Career Goals for Many Executives Appear to Be Shifting

Study: When it comes to being CEO, a third say ‘no’

By Bill Leonard January 29, 2015

When researchers for the Korn Ferry Institute recently asked a group of top-level executives “Do you w​ant to be CEO?,” they were surprised by the response. Among the nearly 550 executives polled, approximately one-third (31 percent) either didn’t want the job or were ambivalent about becoming their organization’s top executive.

“The responses were definitely an eye-opener for us,” said Jane Stevenson, vice president, board and CEO services at Korn Ferry, one of the world’s largest executive search firms. “It definitely indicates a trend away from executives sticking to what we think of as traditional career paths.”

According to Stevenson, several factors appear to be driving this trend. First and possibly most obvious, CEOs are under intense pressure and scrutiny.

“There’s the perception by a lot of executives that the CEO job is a bit of a meat grinder,” she said. “CEOs today are under a lot of pressure to perform, and results have to be nearly immediate. Many CEOs are essentially campaigning to keep their job quarterly—whenever earnings reports come due.”

In addition, CEOs, especially those at high-profile organizations, must deal with loss of privacy.

“CEOs are on display more now than ever before,” she said. “They are much more public figures, and many people just don’t feel comfortable with the added public exposure that comes with the job.”

A generational and demographic shift is another key factor that is altering career aspirations, Stevenson added.

“For years, there has been growing emphasis on the importance of having a work/life balance,” she said. “Younger workers, particularly Millennials, are much more interested in trade-offs and finding a good balance between their work and home lives.”

The result is that organizations will have to adapt quickly to the changing ambitions of their top- and midlevel managers.

“Definitely businesses are taking notice and many are re-examining how they approach succession planning,” Stevenson said. “It used to be that becoming CEO was considered the ultimate career goal, and it still is for some. However, businesses could now be missing out on some of the best leadership potential in their organization, because some leaders may have grown ambivalent about becoming CEO.”

Keeping this in mind, many employers are shifting business leadership development and succession planning away from individuals setting career paths based on their job aspirations. The trend, according to Stevenson, is to create development plans that rely more on key motivators and assessments of who the person is, instead of molding specific candidates for the job.

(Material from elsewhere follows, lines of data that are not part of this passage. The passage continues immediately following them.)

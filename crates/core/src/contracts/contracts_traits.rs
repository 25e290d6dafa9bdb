use async_trait::async_trait;

use crate::errors::Result;

use super::balance::BalanceReport;
use super::contracts_model::{
    ConsumptionAdjustment, ConsumptionEntry, Contract, ContractItem, ContractUpdate, NewContract,
};
use super::ContractAlert;

/// Trait for contract repository operations.
///
/// Contract items live inside the contract document; `replace_items` swaps a
/// contract's full item list, and the batch form runs every replacement in a
/// single transaction.
#[async_trait]
pub trait ContractRepositoryTrait: Send + Sync {
    fn load_contracts(&self) -> Result<Vec<Contract>>;
    fn find_contract(&self, contract_id: &str) -> Result<Contract>;
    async fn insert_contract(&self, contract: Contract) -> Result<Contract>;
    async fn update_contract(&self, contract: Contract) -> Result<Contract>;
    async fn delete_contract(&self, contract_id: String) -> Result<usize>;
    async fn replace_items(&self, contract_id: String, items: Vec<ContractItem>)
        -> Result<Contract>;
    async fn replace_items_batch(&self, batches: Vec<(String, Vec<ContractItem>)>)
        -> Result<usize>;
}

/// Trait for contract service operations.
#[async_trait]
pub trait ContractServiceTrait: Send + Sync {
    fn get_contracts(&self) -> Result<Vec<Contract>>;
    fn get_contract(&self, contract_id: &str) -> Result<Contract>;
    async fn create_contract(&self, new_contract: NewContract) -> Result<Contract>;
    async fn update_contract(&self, contract_id: String, update: ContractUpdate)
        -> Result<Contract>;
    async fn delete_contract(&self, contract_id: String) -> Result<usize>;
    /// Apply one consumption adjustment and return the updated item.
    async fn adjust_consumption(
        &self,
        contract_id: &str,
        item_id: &str,
        adjustment: ConsumptionAdjustment,
    ) -> Result<ContractItem>;
    /// Apply a batch of adjustments atomically; returns the number of
    /// contracts written.
    async fn adjust_consumption_batch(&self, entries: Vec<ConsumptionEntry>) -> Result<usize>;
    fn balance_report(&self, contract_id: &str) -> Result<BalanceReport>;
    fn expiry_alerts(&self) -> Result<Vec<ContractAlert>>;
}
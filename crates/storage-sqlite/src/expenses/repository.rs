use std::sync::Arc;

use async_trait::async_trait;
use diesel::prelude::*;
use diesel::SqliteConnection;

use fiscus_core::expenses::{Expense, ExpenseRepositoryTrait};
use fiscus_core::Result;

use super::model::ExpenseDB;
use crate::db::{get_connection, DbPool, WriteHandle};
use crate::errors::StorageError;
use crate::schema::expenses;

pub struct ExpenseRepository {
    pool: Arc<DbPool>,
    writer: WriteHandle,
}

impl ExpenseRepository {
    pub fn new(pool: Arc<DbPool>, writer: WriteHandle) -> Self {
        ExpenseRepository { pool, writer }
    }
}

#[async_trait]
impl ExpenseRepositoryTrait for ExpenseRepository {
    fn load_expenses(&self) -> Result<Vec<Expense>> {
        let mut conn = get_connection(&self.pool)?;
        let rows = expenses::table
            .order(expenses::due_date.asc())
            .load::<ExpenseDB>(&mut conn)
            .map_err(StorageError::from)?;
        Ok(rows.into_iter().map(Expense::from).collect())
    }

    fn find_expense(&self, expense_id: &str) -> Result<Expense> {
        let mut conn = get_connection(&self.pool)?;
        let row = expenses::table
            .find(expense_id)
            .first::<ExpenseDB>(&mut conn)
            .map_err(StorageError::from)?;
        Ok(Expense::from(row))
    }

    async fn insert_expense(&self, expense: Expense) -> Result<Expense> {
        self.writer
            .exec(move |conn: &mut SqliteConnection| -> Result<Expense> {
                let row: ExpenseDB = expense.into();
                let inserted = diesel::insert_into(expenses::table)
                    .values(&row)
                    .returning(ExpenseDB::as_returning())
                    .get_result(conn)
                    .map_err(StorageError::from)?;
                Ok(Expense::from(inserted))
            })
            .await
    }

    async fn update_expense(&self, expense: Expense) -> Result<Expense> {
        self.writer
            .exec(move |conn: &mut SqliteConnection| -> Result<Expense> {
                let row: ExpenseDB = expense.into();
                let updated = diesel::update(expenses::table.find(row.id.clone()))
                    .set(&row)
                    .returning(ExpenseDB::as_returning())
                    .get_result(conn)
                    .map_err(StorageError::from)?;
                Ok(Expense::from(updated))
            })
            .await
    }

    async fn delete_expense(&self, expense_id: String) -> Result<usize> {
        self.writer
            .exec(move |conn: &mut SqliteConnection| -> Result<usize> {
                Ok(diesel::delete(expenses::table.find(expense_id))
                    .execute(conn)
                    .map_err(StorageError::from)?)
            })
            .await
    }
}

“It’s a different focus for leaders to understand who they are and what they want by looking at what truly motivates them,” she said.

She added that a growing number of business leaders are now talking about ways to adapt the new model to their corporate succession plans and allow executives to choose which direction their career develops based on what motivates them the most.

The idea, according to Stevenson, is to create a more holistic approach to leadership development that focuses on “the whole person.”

“We call it the four dimensions of leadership and talent,” she said. “And for organizations to get the most from their leadership, they need to use what we call a ‘four dimensional lens’ to assess and evaluate talent and leadership potential.”

These four dimensions are competencies, experiences, traits and drivers (or motivators). By using this approach to assess and develop talent, businesses can better engage their leaders—especially those who had not considered that moving on to become CEO was a viable option.

Mike Broderick, president and CEO at Turning Technologies in Youngstown, Ohio, agreed with Stevenson that a more holistic approach to leadership development works. Leadership development opportunities at Broderick’s technology company of approximately 300 employees are fairly open-ended, he said, and managers can pick and choose to learn about aspects of the business and managing employees that truly interest them.

“It works well, because they learn more about themselves and about the company at the same time,” Broderick said. “And, typically, once they begin the learning process they keep building on it. I don’t think anyone in particular right now is gunning for my job, but I now know there are several people here who have the potential and the knowledge to take over when I retire and do a fantastic job.”

Bill Leonard is a senior writer for SHRM.